Here's how I'm beginning to sum-up Schoenberg: he was a consummate craftsman, and a traditionalist who understood tonality totally. Then he wanted to get more abstract (letters to Kandinsky), by using 'Brahmsian' motives and angular, expressionistic 'themes' and melodies, as this 'ugly,' angular, bizarre-sounding music was part of his Expressionist aesthetic. The 12-tone method allowed him to do this, and insured that the music would remain totally chromatic, at least horizontally/melodically, and discourage the perception of a tone center. That's the only use I think he had for the ordered tone rows of his 12-tone method.
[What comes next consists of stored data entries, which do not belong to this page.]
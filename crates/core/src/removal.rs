//! Removing a contact through its profile.

use serde::Serialize;
use tracing::{debug, info, warn};

use crate::error::{Result, ResultExt};
use crate::locators::Locators;
use crate::navigation;
use crate::query::ResilientQuery;

/// Which removal flow the options menu offered.
#[derive(Debug, Clone, Copy, PartialEq, Eq, Serialize)]
#[serde(rename_all = "camelCase")]
pub enum RemovalPath {
	/// Manage friendship, remove, confirm.
	ManageFriendship,
	/// Connection toggle, then a yes dialog.
	Toggle,
}

/// Runs removal from an open chat and always returns to the list root after.
///
/// `Ok(None)` means the profile offered no way to remove the contact.
pub async fn remove_contact(query: &mut ResilientQuery, locators: &Locators) -> Result<Option<RemovalPath>> {
	let result = walk_removal(query, locators).await;
	if matches!(&result, Err(err) if err.is_fatal()) {
		return result;
	}
	navigation::return_to_root(query, locators).await?;
	result
}

async fn walk_removal(query: &mut ResilientQuery, locators: &Locators) -> Result<Option<RemovalPath>> {
	query.click(&locators.profile).await?;
	query.settle().await;
	query.click(&locators.options).await?;
	query.settle().await;

	let mut path = offered_path(query, locators).await?;
	if path.is_none() {
		debug!(target = "rollcall", "no removal option shown, opening options again");
		query.click(&locators.options).await.non_fatal("reopen options")?;
		query.settle().await;
		path = offered_path(query, locators).await?;
	}

	let dialog_timeout = query.timings().dialog_timeout();
	match path {
		Some(RemovalPath::ManageFriendship) => {
			query.click(&locators.manage_friendship).await?;
			query.click(&locators.remove_friend).await?;
			query.click(&locators.remove_confirm).await?;
			query.wait_until_gone(&locators.remove_confirm, dialog_timeout).await?;
		}
		Some(RemovalPath::Toggle) => {
			query.click(&locators.remove_toggle).await?;
			query.click(&locators.confirm_yes).await?;
			query.wait_until_gone(&locators.confirm_yes, dialog_timeout).await?;
		}
		None => {
			warn!(target = "rollcall", "profile offers no removal option");
			return Ok(None);
		}
	}
	info!(target = "rollcall", ?path, "removal confirmed");
	Ok(path)
}

async fn offered_path(query: &mut ResilientQuery, locators: &Locators) -> Result<Option<RemovalPath>> {
	Ok(if query.is_visible(&locators.manage_friendship).await? {
		Some(RemovalPath::ManageFriendship)
	} else if query.is_visible(&locators.remove_toggle).await? {
		Some(RemovalPath::Toggle)
	} else {
		None
	})
}

#[cfg(test)]
mod tests {
	use std::sync::Arc;

	use super::*;
	use crate::testing::{FakeContact, FakeDevice, FakeFactory, RemovalUi};
	use crate::timings::Timings;

	async fn open_chat(contact: FakeContact) -> (FakeDevice, ResilientQuery) {
		let device = FakeDevice::with_contacts([contact]).on_contact_list();
		let mut query = ResilientQuery::connect(Arc::new(FakeFactory::new(device.clone())), Timings::immediate())
			.await
			.unwrap();
		let locators = Locators::default();
		query.click(&locators.contact_name).await.unwrap();
		query.click(&locators.chat_header).await.unwrap();
		(device, query)
	}

	#[tokio::test]
	async fn manage_path_removes_and_returns() {
		let (device, mut query) = open_chat(FakeContact::stranger("Amy")).await;

		let path = remove_contact(&mut query, &Locators::default()).await.unwrap();

		assert_eq!(path, Some(RemovalPath::ManageFriendship));
		assert_eq!(device.removed(), ["Amy"]);
		assert_eq!(device.screen_name(), "contact list");
	}

	#[tokio::test]
	async fn toggle_path_with_stubborn_options() {
		let contact = FakeContact::stranger("Amy")
			.with_removal(RemovalUi::Toggle)
			.with_stubborn_options();
		let (device, mut query) = open_chat(contact).await;

		let path = remove_contact(&mut query, &Locators::default()).await.unwrap();

		assert_eq!(path, Some(RemovalPath::Toggle));
		assert_eq!(device.removed(), ["Amy"]);
		assert_eq!(device.screen_name(), "contact list");
	}

	#[tokio::test]
	async fn no_option_still_returns_to_list() {
		let contact = FakeContact::stranger("Amy").with_removal(RemovalUi::Unavailable);
		let (device, mut query) = open_chat(contact).await;

		let path = remove_contact(&mut query, &Locators::default()).await.unwrap();

		assert_eq!(path, None);
		assert!(device.removed().is_empty());
		assert_eq!(device.screen_name(), "contact list");
	}
}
The rest of it, the vertical, harmonic aspect, was determined by a looser use of the row. An ordered row cannot have 'vertical order' unless it's up/down; and to _specify_ that would be to create a* tonal bias* of _lower in favor of higher notes_ in the row. That's how tonality works; on a harmonic model, and that model goes from low to high (fundamental and higher partials). Schoenberg never specified how this vertical dimension would work, and so we must assume that it was open to chance.
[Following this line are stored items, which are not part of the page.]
//! End-to-end traversal runs against the in-memory device.

use std::sync::Arc;

use rollcall::testing::{FakeContact, FakeDevice, FakeFactory, FakeOp, Fault};
use rollcall::{EngineConfig, Error, Outcome, PolicyConfig, Traversal};

fn policy(removal_enabled: bool) -> PolicyConfig {
	PolicyConfig {
		messages_to_send: vec!["hey".into()],
		removal_enabled,
		..PolicyConfig::default()
	}
}

async fn traversal(device: &FakeDevice, policy: PolicyConfig) -> Traversal {
	let factory = Arc::new(FakeFactory::new(device.clone()));
	Traversal::connect(factory, EngineConfig::immediate().with_policy(policy))
		.await
		.unwrap()
}

fn sent_to(device: &FakeDevice) -> Vec<String> {
	device.sent().into_iter().map(|(name, _)| name).collect()
}

#[tokio::test]
async fn bootstrap_then_full_run() {
	let device = FakeDevice::with_contacts([FakeContact::connected("Amy"), FakeContact::stranger("Bo")]);
	let mut traversal = traversal(&device, policy(false)).await;

	traversal.bootstrap().await.unwrap();
	let report = traversal.run().await.unwrap();
	traversal.close().await.unwrap();

	assert_eq!(report.sections, 2);
	assert_eq!(report.names(Outcome::MessageSent), ["Amy"]);
	assert_eq!(report.names(Outcome::SkippedByPolicy), ["Bo"]);
	assert_eq!(device.sent(), [("Amy".to_string(), "hey".to_string())]);
	assert_eq!(device.screen_name(), "contact list");
}

#[tokio::test]
async fn removal_disabled_never_opens_a_profile() {
	let device = FakeDevice::with_contacts([
		FakeContact::stranger("Amy"),
		FakeContact::stranger("Bo"),
		FakeContact::connected("Cy"),
	])
	.on_contact_list();
	let mut traversal = traversal(&device, policy(false)).await;

	let report = traversal.run().await.unwrap();

	assert!(device.profiles_opened().is_empty());
	assert!(device.removed().is_empty());
	assert_eq!(report.count(Outcome::Removed), 0);
	assert_eq!(sent_to(&device), ["Cy"]);
}

#[tokio::test]
async fn strangers_are_removed_and_friends_messaged() {
	let device = FakeDevice::with_contacts([
		FakeContact::stranger("Amy"),
		FakeContact::stranger("Ann"),
		FakeContact::connected("Ava"),
		FakeContact::connected("Ben"),
		FakeContact::stranger("Bud"),
	])
	.on_contact_list();
	let mut traversal = traversal(&device, policy(true)).await;

	let report = traversal.run().await.unwrap();

	assert_eq!(device.removed(), ["Amy", "Ann", "Bud"]);
	assert_eq!(sent_to(&device), ["Ava", "Ben"]);
	assert_eq!(device.contacts(), ["Ava", "Ben"]);
	assert_eq!(report.count(Outcome::Removed), 3);
	assert_eq!(report.count(Outcome::MessageSent), 2);
	// rewound visits reuse the same index
	let amy_and_ann: Vec<_> = report.contacts.iter().take(3).map(|r| (r.section, r.index)).collect();
	assert_eq!(amy_and_ann, [(0, 0), (0, 0), (0, 0)]);
}

#[tokio::test]
async fn exempt_strangers_are_kept() {
	let device = FakeDevice::with_contacts([FakeContact::stranger("Team Snapchat"), FakeContact::stranger("Tom")])
		.on_contact_list();
	let mut traversal = traversal(
		&device,
		PolicyConfig {
			exempt_from_removal_if_name_contains: vec!["team".into()],
			..policy(true)
		},
	)
	.await;

	let report = traversal.run().await.unwrap();

	assert_eq!(device.removed(), ["Tom"]);
	assert_eq!(report.names(Outcome::SkippedByPolicy), ["Team Snapchat"]);
}

#[tokio::test]
async fn allow_list_limits_who_is_messaged() {
	let device = FakeDevice::with_contacts([FakeContact::connected("Brooke"), FakeContact::connected("Okafor")])
		.on_contact_list();
	let mut traversal = traversal(
		&device,
		PolicyConfig {
			allow_send_only_if_name_contains: vec!["ok".into()],
			..policy(false)
		},
	)
	.await;

	let report = traversal.run().await.unwrap();

	assert_eq!(sent_to(&device), ["Okafor"]);
	assert_eq!(device.opened(), ["Okafor"]);
	assert_eq!(report.names(Outcome::SkippedByPolicy), ["Brooke"]);
}

#[tokio::test]
async fn allow_list_with_removal_still_opens_everyone() {
	let device = FakeDevice::with_contacts([FakeContact::connected("Brooke"), FakeContact::connected("Okafor")])
		.on_contact_list();
	let mut traversal = traversal(
		&device,
		PolicyConfig {
			allow_send_only_if_name_contains: vec!["ok".into()],
			..policy(true)
		},
	)
	.await;

	traversal.run().await.unwrap();

	assert_eq!(device.opened(), ["Brooke", "Okafor"]);
	assert_eq!(sent_to(&device), ["Okafor"]);
	assert!(device.removed().is_empty());
}

#[tokio::test]
async fn empty_list_completes_without_contact_operations() {
	let device = FakeDevice::new().on_contact_list();
	let mut traversal = traversal(&device, policy(true)).await;

	let report = traversal.run().await.unwrap();

	assert_eq!(report.sections, 0);
	assert!(report.contacts.is_empty());
	assert!(device.opened().is_empty());
	assert!(device.sent().is_empty());
	assert_eq!(traversal.phase(), rollcall::Phase::Done);
}

#[tokio::test]
async fn removal_without_effect_does_not_loop() {
	let device = FakeDevice::with_contacts([FakeContact::stranger("Amy").surviving_removal(), FakeContact::connected("Ava")])
		.on_contact_list();
	let mut traversal = traversal(&device, policy(true)).await;

	let report = traversal.run().await.unwrap();

	assert_eq!(device.profiles_opened(), ["Amy"]);
	assert_eq!(sent_to(&device), ["Ava"]);
	let visits: Vec<_> = report
		.contacts
		.iter()
		.map(|r| (r.index, r.name.as_deref(), r.outcome))
		.collect();
	assert_eq!(
		visits,
		[
			(0, Some("Amy"), Outcome::Removed),
			(0, Some("Amy"), Outcome::SkippedUnresolvable),
			(1, Some("Ava"), Outcome::MessageSent),
		]
	);
}

#[tokio::test]
async fn fallback_section_scan_gives_the_same_run() {
	let device = FakeDevice::with_contacts([FakeContact::connected("Amy"), FakeContact::connected("Bo")])
		.without_section_query()
		.on_contact_list();
	let mut traversal = traversal(&device, policy(false)).await;

	let report = traversal.run().await.unwrap();

	assert_eq!(report.sections, 2);
	assert_eq!(sent_to(&device), ["Amy", "Bo"]);
}

#[tokio::test]
async fn contacts_in_band_need_no_scrolling() {
	let device = FakeDevice::with_contacts([FakeContact::connected("Amy"), FakeContact::connected("Bo")])
		.on_contact_list();
	let mut traversal = traversal(&device, policy(false)).await;

	traversal.run().await.unwrap();

	assert!(device.swipes().is_empty());
}

#[tokio::test]
async fn backend_failure_mid_run_is_repaired() {
	let device = FakeDevice::with_contacts([FakeContact::connected("Amy"), FakeContact::connected("Bo")])
		.on_contact_list();
	device.inject(FakeOp::PressConfirm, Fault::Backend);
	let mut traversal = traversal(&device, policy(false)).await;

	let report = traversal.run().await.unwrap();

	assert_eq!(report.session_repairs, 1);
	assert_eq!(device.sessions_created(), 2);
	assert_eq!(sent_to(&device), ["Amy", "Bo"]);
}

#[tokio::test]
async fn exhausted_repair_stops_the_run_and_close_still_works() {
	let device = FakeDevice::with_contacts([FakeContact::connected("Amy"), FakeContact::connected("Bo")])
		.on_contact_list();
	let mut traversal = traversal(&device, policy(false)).await;
	device.inject(FakeOp::Click, Fault::Backend);
	device.fail_session_creation(2);

	let err = traversal.run().await.unwrap_err();

	assert!(matches!(err, Error::GuardianExhausted { attempts: 2, .. }), "{err:?}");
	assert!(device.sent().is_empty());
	traversal.close().await.unwrap();
}

#[tokio::test]
async fn unreadable_name_is_skipped() {
	let device = FakeDevice::with_contacts([FakeContact::connected("Amy"), FakeContact::connected("Ann")])
		.on_contact_list();
	device.inject(FakeOp::Text, Fault::Rejected);
	let mut traversal = traversal(&device, policy(false)).await;

	let report = traversal.run().await.unwrap();

	assert_eq!(report.contacts[0].name, None);
	assert_eq!(report.contacts[0].outcome, Outcome::SkippedUnresolvable);
	assert_eq!(sent_to(&device), ["Ann"]);
}

#[tokio::test]
async fn failed_open_recovers_and_moves_on() {
	let device = FakeDevice::with_contacts([FakeContact::connected("Amy"), FakeContact::connected("Ann")])
		.on_contact_list();
	for _ in 0..3 {
		device.inject(FakeOp::Click, Fault::Intercepted);
	}
	let mut traversal = traversal(&device, policy(false)).await;

	let report = traversal.run().await.unwrap();

	assert_eq!(report.contacts[0].outcome, Outcome::SkippedUnresolvable);
	assert_eq!(report.contacts[0].name.as_deref(), Some("Amy"));
	assert_eq!(sent_to(&device), ["Ann"]);
}

#[tokio::test]
async fn stale_reads_are_absorbed() {
	let device = FakeDevice::with_contacts([FakeContact::connected("Amy")]).on_contact_list();
	device.inject(FakeOp::Text, Fault::Stale);
	device.inject(FakeOp::FindAllIn, Fault::Stale);
	let mut traversal = traversal(&device, policy(false)).await;

	let report = traversal.run().await.unwrap();

	assert_eq!(report.session_repairs, 0);
	assert_eq!(sent_to(&device), ["Amy"]);
}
So, the vertical aspect is also controlled by the row only, and its notes. Only this is left to the discretion of the composer, I must assume. But this is a total determination based on the row, one way or another; it has absolutely no basis in 'tonal function' or tonality.

Therefore, whatever sonorous effects we get from 12-tone music is determined by the row and how it is used, not by any structures or functions of the tonal hierarchy.
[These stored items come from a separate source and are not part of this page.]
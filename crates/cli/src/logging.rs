use tracing_subscriber::EnvFilter;
use tracing_subscriber::fmt::writer::MakeWriterExt;

pub fn init_logging(verbosity: u8) {
	// 0 = warnings only
	// 1 (-v) = per-contact progress
	// 2+ (-vv) = retries, probes and wire commands
	let filter = match verbosity {
		0 => "warn",
		1 => "info",
		_ => "debug",
	};

	let env_filter = EnvFilter::try_from_default_env().unwrap_or_else(|_| EnvFilter::new(filter));

	let stderr = std::io::stderr.with_max_level(tracing::Level::TRACE);

	tracing_subscriber::fmt()
		.with_env_filter(env_filter)
		.with_writer(stderr)
		.with_target(false)
		.with_level(true)
		.compact()
		.init();
}
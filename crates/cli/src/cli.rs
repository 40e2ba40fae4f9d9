use std::path::PathBuf;

use clap::Parser;
use clap::builder::Styles;
use clap::builder::styling::AnsiColor;

use crate::output::OutputFormat;

fn cli_styles() -> Styles {
	Styles::styled()
		.header(AnsiColor::Green.on_default().bold())
		.usage(AnsiColor::Green.on_default().bold())
		.literal(AnsiColor::Cyan.on_default())
		.placeholder(AnsiColor::Cyan.on_default())
}

#[derive(Parser, Debug)]
#[command(name = "rollcall")]
#[command(about = "Walk a mobile app's contact list and message or remove each contact")]
#[command(version)]
#[command(styles = cli_styles())]
pub struct Cli {
	/// Increase verbosity (-v info, -vv debug)
	#[arg(short, long, action = clap::ArgAction::Count)]
	pub verbose: u8,

	/// Config file: JSON, or legacy key=value with a .properties extension
	#[arg(short, long, value_name = "FILE")]
	pub config: Option<PathBuf>,

	/// Automation server endpoint (overrides the config file)
	#[arg(long, value_name = "URL")]
	pub server: Option<String>,

	/// Never remove contacts, whatever the config says
	#[arg(long)]
	pub no_removal: bool,

	/// Start from the contact list instead of navigating there
	#[arg(long)]
	pub skip_bootstrap: bool,

	/// Summary format
	#[arg(short = 'f', long, value_enum, default_value = "text")]
	pub format: OutputFormat,
}

#[cfg(test)]
mod tests {
	use super::*;

	#[test]
	fn flags_parse() {
		let cli = Cli::try_parse_from([
			"rollcall",
			"-vv",
			"--config",
			"run.json",
			"--server",
			"http://10.0.0.2:4723/",
			"--no-removal",
			"-f",
			"json",
		])
		.unwrap();
		assert_eq!(cli.verbose, 2);
		assert_eq!(cli.config, Some(PathBuf::from("run.json")));
		assert!(cli.no_removal);
		assert!(!cli.skip_bootstrap);
		assert_eq!(cli.format, OutputFormat::Json);
	}

	#[test]
	fn text_is_the_default_format() {
		let cli = Cli::try_parse_from(["rollcall"]).unwrap();
		assert_eq!(cli.format, OutputFormat::Text);
	}
}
If it 'sounds tonal,' this may be due to 'tonal illusions' such as voice-leading and imitation of triads, or allusions to cadences.

But in this regard, Schoenberg is really no more innovative in creating this method than Bartok or Debussy; they were also using non-tonal (or atonal) thinking when they composed. Their sets of notes weren't _ordered_  like Schoenberg's, unless they used them that way as themes drawn from sets, which is more flexible, anyway. They could have their cake and eat it too; Schoenberg wanted us to believe that he invented the cake, and that this cake had to be done a certain way, according to his certain recipe; but this was not true in the long run. With Forte and Rahn's books, their codification of all possible sets into a giant index of possibilities, and Elliott Carter's own use of these sets, it was proven that Schoenberg, although unquestionably a great artist, came up with a method that was, in the long run...no big deal.


----------



## Mahlerian (Nov 27, 2012)

The method was never the point. The music was the point.

Schoenberg's melodies and motifs sound distinctly like Schoenberg from Verklarte Nacht at the very latest. It's not as if he suddenly decided that he wanted to be more radical and intellectualized his way to a new method. That's the exact opposite of what happened.

Why can't we just accept the beauty of Schoenberg's music and stop worrying about the methods behind it? Its richness of harmony, of motivic development, of rhythmic interaction, deserve our full attention.


----------



## isorhythm (Jan 2, 2015)

Mahlerian said:


> It's not as if he suddenly decided that he wanted to be more radical and intellectualized his way to a new method. That's the exact opposite of what happened.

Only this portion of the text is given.